Collected data
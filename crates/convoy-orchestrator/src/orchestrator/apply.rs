//! `apply_all`: execute a plan service by service.

use convoy_core::errors::{AdapterError, OrchestratorError, OrchestratorResult};
use convoy_core::traits::ServiceAdapter;
use convoy_core::types::{
    display_revision, AuditOperation, AuditOutcome, MigrationPlan, PlanStep,
};

use super::lease::LockLease;
use super::plan::plan_summary;
use super::report::{RunError, RunKind, RunReport};
use super::run::{RunContext, ServiceRun};
use super::state::ServiceState;
use super::Orchestrator;

impl Orchestrator {
    /// Execute `plan` in its declared order. Stops at the first service that
    /// fails; services already done keep their new revisions and later ones
    /// are never touched.
    pub fn apply_all(&self, plan: &MigrationPlan) -> Result<RunReport, RunError> {
        let mut ctx = RunContext::start(self, RunKind::Apply)?;
        if let Err(e) = ctx.record_run(AuditOperation::Plan, AuditOutcome::Ok, plan_summary(plan)) {
            return Err(ctx.fail(e));
        }

        for step in &plan.steps {
            let mut svc = ServiceRun::new(step.service_id.clone(), step.current.clone());
            let result = self.apply_step(&ctx, step, &mut svc);
            if let Err(e) = &result {
                svc.fail(e);
            }
            ctx.push(svc);
            if let Err(e) = result {
                return Err(ctx.fail(e));
            }
        }
        ctx.finish()
    }

    fn apply_step(
        &self,
        ctx: &RunContext<'_>,
        step: &PlanStep,
        svc: &mut ServiceRun,
    ) -> OrchestratorResult<()> {
        let adapter = self.adapter(&step.service_id)?.clone();
        self.check_cancelled(ctx, svc, AuditOperation::Apply)?;

        if let Some(reason) = &step.blocked {
            ctx.record_failure(svc, AuditOperation::Apply, AuditOutcome::Blocked, reason.as_str());
            return Err(AdapterError::Blocked {
                service: step.service_id.clone(),
                reason: reason.clone(),
            }
            .into());
        }

        self.with_service_lock(ctx, svc, |svc, lease| {
            self.apply_locked(ctx, adapter.as_ref(), step, svc, lease)
        })
    }

    fn apply_locked(
        &self,
        ctx: &RunContext<'_>,
        adapter: &dyn ServiceAdapter,
        step: &PlanStep,
        svc: &mut ServiceRun,
        lease: &mut LockLease<'_>,
    ) -> OrchestratorResult<()> {
        let status = self.locked_status(ctx, adapter, svc, AuditOperation::Apply)?;

        // The plan was built without the lock; anything that moved since
        // makes it unsafe to follow.
        let current = status.current();
        if current != step.current.as_ref() || !status.pending.starts_with(&step.pending) {
            let err = OrchestratorError::StalePlan {
                service: step.service_id.clone(),
                planned: display_revision(step.current.as_ref()),
                actual: display_revision(current),
            };
            ctx.record_failure(svc, AuditOperation::Apply, AuditOutcome::Failed, err.to_string());
            return Err(err);
        }

        if step.is_noop() {
            ctx.record(
                svc,
                AuditOperation::Apply,
                AuditOutcome::Noop,
                format!("already at {}", display_revision(current)),
            )?;
            return Ok(());
        }

        svc.advance(ServiceState::BackingUp);
        self.snapshot(ctx, adapter, svc, lease)?;

        svc.advance(ServiceState::Applying);
        for expected in &step.pending {
            self.check_cancelled(ctx, svc, AuditOperation::Apply)?;
            self.heartbeat(ctx, svc, lease)?;

            match adapter.apply_next() {
                Ok(record) if &record.revision_id == expected => {
                    svc.report.applied.push(record.revision_id.clone());
                    svc.report.to = Some(record.revision_id.clone());
                    ctx.record(
                        svc,
                        AuditOperation::Apply,
                        AuditOutcome::Ok,
                        format!(
                            "revision {} checksum {}",
                            record.revision_id,
                            record.checksum.get(..12).unwrap_or(&record.checksum)
                        ),
                    )?;
                }
                Ok(record) => {
                    svc.report.to = Some(record.revision_id.clone());
                    let err = OrchestratorError::VerificationMismatch {
                        service: step.service_id.clone(),
                        expected: expected.to_string(),
                        actual: record.revision_id.to_string(),
                    };
                    ctx.record_failure(svc, AuditOperation::Apply, AuditOutcome::Mismatch, err.to_string());
                    return Err(err);
                }
                Err(e) => {
                    ctx.record_failure(svc, AuditOperation::Apply, AuditOutcome::Failed, e.to_string());
                    return Err(e.into());
                }
            }
        }

        svc.advance(ServiceState::Verifying);
        self.verify(ctx, adapter, svc, step.target())
    }
}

» **Aim of the exercise**:
Each of the entries must be written out again exactly.

» **Answer area**:
filename crates/convoy-orchestrator/src/orchestrator/apply.rs
//! `apply_all`: execute a plan service by service.

use convoy_core::errors::{AdapterError, OrchestratorError, OrchestratorResult};
use convoy_core::traits::ServiceAdapter;
use convoy_core::types::{
    display_revision, AuditOperation, AuditOutcome, MigrationPlan, PlanStep,
};

use super::lease::LockLease;
use super::plan::plan_summary;
use super::report::{RunError, RunKind, RunReport};
use super::run::{RunContext, ServiceRun};
use super::state::ServiceState;
use super::Orchestrator;

impl Orchestrator {
    /// Execute `plan` in its declared order. Stops at the first service that
    /// fails; services already done keep their new revisions and later ones
    /// are never touched.
    pub fn apply_all(&self, plan: &MigrationPlan) -> Result<RunReport, RunError> {
        let mut ctx = RunContext::start(self, RunKind::Apply)?;
        if let Err(e) = ctx.record_run(AuditOperation::Plan, AuditOutcome::Ok, plan_summary(plan)) {
            return Err(ctx.fail(e));
        }

        for step in &plan.steps {
            let mut svc = ServiceRun::new(step.service_id.clone(), step.current.clone());
            let result = self.apply_step(&ctx, step, &mut svc);
            if let Err(e) = &result {
                svc.fail(e);
            }
            ctx.push(svc);
            if let Err(e) = result {
                return Err(ctx.fail(e));
            }
        }
        ctx.finish()
    }

    fn apply_step(
        &self,
        ctx: &RunContext<'_>,
        step: &PlanStep,
        svc: &mut ServiceRun,
    ) -> OrchestratorResult<()> {
        let adapter = self.adapter(&step.service_id)?.clone();
        self.check_cancelled(ctx, svc, AuditOperation::Apply)?;

        if let Some(reason) = &step.blocked {
            ctx.record_failure(svc, AuditOperation::Apply, AuditOutcome::Blocked, reason.as_str());
            return Err(AdapterError::Blocked {
                service: step.service_id.clone(),
                reason: reason.clone(),
            }
            .into());
        }

        self.with_service_lock(ctx, svc, |svc, lease| {
            self.apply_locked(ctx, adapter.as_ref(), step, svc, lease)
        })
    }

    fn apply_locked(
        &self,
        ctx: &RunContext<'_>,
        adapter: &dyn ServiceAdapter,
        step: &PlanStep,
        svc: &mut ServiceRun,
        lease: &mut LockLease<'_>,
    ) -> OrchestratorResult<()> {
        let status = self.locked_status(ctx, adapter, svc, AuditOperation::Apply)?;

        // The plan was built without the lock; anything that moved since
        // makes it unsafe to follow.
        let current = status.current();
        if current != step.current.as_ref() || !status.pending.starts_with(&step.pending) {
            let err = OrchestratorError::StalePlan {
                service: step.service_id.clone(),
                planned: display_revision(step.current.as_ref()),
                actual: display_revision(current),
            };
            ctx.record_failure(svc, AuditOperation::Apply, AuditOutcome::Failed, err.to_string());
            return Err(err);
        }

        if step.is_noop() {
            ctx.record(
                svc,
                AuditOperation::Apply,
                AuditOutcome::Noop,
                format!("already at {}", display_revision(current)),
            )?;
            return Ok(());
        }

        svc.advance(ServiceState::BackingUp);
        self.snapshot(ctx, adapter, svc, lease)?;

        svc.advance(ServiceState::Applying);
        for expected in &step.pending {
            self.check_cancelled(ctx, svc, AuditOperation::Apply)?;
            self.heartbeat(ctx, svc, lease)?;

            match adapter.apply_next() {
                Ok(record) if &record.revision_id == expected => {
                    svc.report.applied.push(record.revision_id.clone());
                    svc.report.to = Some(record.revision_id.clone());
                    ctx.record(
                        svc,
                        AuditOperation::Apply,
                        AuditOutcome::Ok,
                        format!(
                            "revision {} checksum {}",
                            record.revision_id,
                            record.checksum.get(..12).unwrap_or(&record.checksum)
                        ),
                    )?;
                }
                Ok(record) => {
                    svc.report.to = Some(record.revision_id.clone());
                    let err = OrchestratorError::VerificationMismatch {
                        service: step.service_id.clone(),
                        expected: expected.to_string(),
                        actual: record.revision_id.to_string(),
                    };
                    ctx.record_failure(svc, AuditOperation::Apply, AuditOutcome::Mismatch, err.to_string());
                    return Err(err);
                }
                Err(e) => {
                    ctx.record_failure(svc, AuditOperation::Apply, AuditOutcome::Failed, e.to_string());
                    return Err(e.into());
                }
            }
        }

        svc.advance(ServiceState::Verifying);
        self.verify(ctx, adapter, svc, step.target())
    }
}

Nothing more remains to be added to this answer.